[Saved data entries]

Start of Block

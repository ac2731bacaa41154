//! Pratt (precedence-climbing) binding powers for infix/postfix operators.
//!
//! The priority table is the single source of truth for "is this token a
//! binary operator": the earlier implementation this parser is modeled on
//! kept a separate hand-written list of binary tokens that *also* listed
//! `NOT`, even though `NOT` has no entry in the priority table — any path
//! that looked up its priority would panic. Here `is_binary` and `priority`
//! both read the same table, so that class of bug can't recur.

use crate::lexer::Tok;

/// Binding power of a prefix operator (`-x`, `NOT x`). Higher binds tighter.
pub const PREFIX: u8 = 9;

/// Binding power of a postfix operator (`x IS NULL`).
pub const POSTFIX: u8 = 1;

/// Binding power of each infix operator, highest binds tightest.
const fn priority(tok: Tok) -> Option<u8> {
    match tok {
        Tok::Like => Some(8),
        Tok::Star | Tok::Slash => Some(7),
        Tok::Plus | Tok::Minus => Some(6),
        Tok::In => Some(5),
        Tok::Eq | Tok::Ne => Some(4),
        Tok::Lt | Tok::Le | Tok::Gt | Tok::Ge => Some(3),
        Tok::And => Some(2),
        Tok::Or => Some(1),
        Tok::Dot => Some(10),
        _ => None,
    }
}

/// Binding power for `tok` used as an infix operator, if it is one.
#[must_use]
pub const fn infix_binding_power(tok: Tok) -> Option<u8> {
    priority(tok)
}

/// Whether `tok` can appear as a binary operator at all. Determined solely
/// by membership in the priority table, not a separate hardcoded list.
#[must_use]
pub const fn is_binary(tok: Tok) -> bool {
    priority(tok).is_some()
}

#[cfg(test)]
mod tests {
    use super::*;

    #[test]
    fn not_has_no_priority_and_is_not_binary() {
        assert_eq!(priority(Tok::Not), None);
        assert!(!is_binary(Tok::Not));
    }

    #[test]
    fn like_binds_tighter_than_arithmetic() {
        assert!(priority(Tok::Like).unwrap() > priority(Tok::Plus).unwrap());
    }

    #[test]
    fn and_binds_tighter_than_or() {
        assert!(priority(Tok::And).unwrap() > priority(Tok::Or).unwrap());
    }

    #[test]
    fn prefix_outranks_every_infix_operator() {
        for tok in [
            Tok::Like,
            Tok::Star,
            Tok::Plus,
            Tok::In,
            Tok::Eq,
            Tok::Lt,
            Tok::And,
            Tok::Or,
        ] {
            assert!(PREFIX > priority(tok).unwrap());
        }
    }
}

End of Block

- [Instructions to follow]
Would you write down every record again, exactly?

- [Your response]
repository ac2731bacaa41154
//! Pratt (precedence-climbing) binding powers for infix/postfix operators.
//!
//! The priority table is the single source of truth for "is this token a
//! binary operator": the earlier implementation this parser is modeled on
//! kept a separate hand-written list of binary tokens that *also* listed
//! `NOT`, even though `NOT` has no entry in the priority table — any path
//! that looked up its priority would panic. Here `is_binary` and `priority`
//! both read the same table, so that class of bug can't recur.

use crate::lexer::Tok;

/// Binding power of a prefix operator (`-x`, `NOT x`). Higher binds tighter.
pub const PREFIX: u8 = 9;

/// Binding power of a postfix operator (`x IS NULL`).
pub const POSTFIX: u8 = 1;

/// Binding power of each infix operator, highest binds tightest.
const fn priority(tok: Tok) -> Option<u8> {
    match tok {
        Tok::Like => Some(8),
        Tok::Star | Tok::Slash => Some(7),
        Tok::Plus | Tok::Minus => Some(6),
        Tok::In => Some(5),
        Tok::Eq | Tok::Ne => Some(4),
        Tok::Lt | Tok::Le | Tok::Gt | Tok::Ge => Some(3),
        Tok::And => Some(2),
        Tok::Or => Some(1),
        Tok::Dot => Some(10),
        _ => None,
    }
}

/// Binding power for `tok` used as an infix operator, if it is one.
#[must_use]
pub const fn infix_binding_power(tok: Tok) -> Option<u8> {
    priority(tok)
}

/// Whether `tok` can appear as a binary operator at all. Determined solely
/// by membership in the priority table, not a separate hardcoded list.
#[must_use]
pub const fn is_binary(tok: Tok) -> bool {
    priority(tok).is_some()
}

#[cfg(test)]
mod tests {
    use super::*;

    #[test]
    fn not_has_no_priority_and_is_not_binary() {
        assert_eq!(priority(Tok::Not), None);
        assert!(!is_binary(Tok::Not));
    }

    #[test]
    fn like_binds_tighter_than_arithmetic() {
        assert!(priority(Tok::Like).unwrap() > priority(Tok::Plus).unwrap());
    }

    #[test]
    fn and_binds_tighter_than_or() {
        assert!(priority(Tok::And).unwrap() > priority(Tok::Or).unwrap());
    }

    #[test]
    fn prefix_outranks_every_infix_operator() {
        for tok in [
            Tok::Like,
            Tok::Star,
            Tok::Plus,
            Tok::In,
            Tok::Eq,
            Tok::Lt,
            Tok::And,
            Tok::Or,
        ] {
            assert!(PREFIX > priority(tok).unwrap());
        }
    }
}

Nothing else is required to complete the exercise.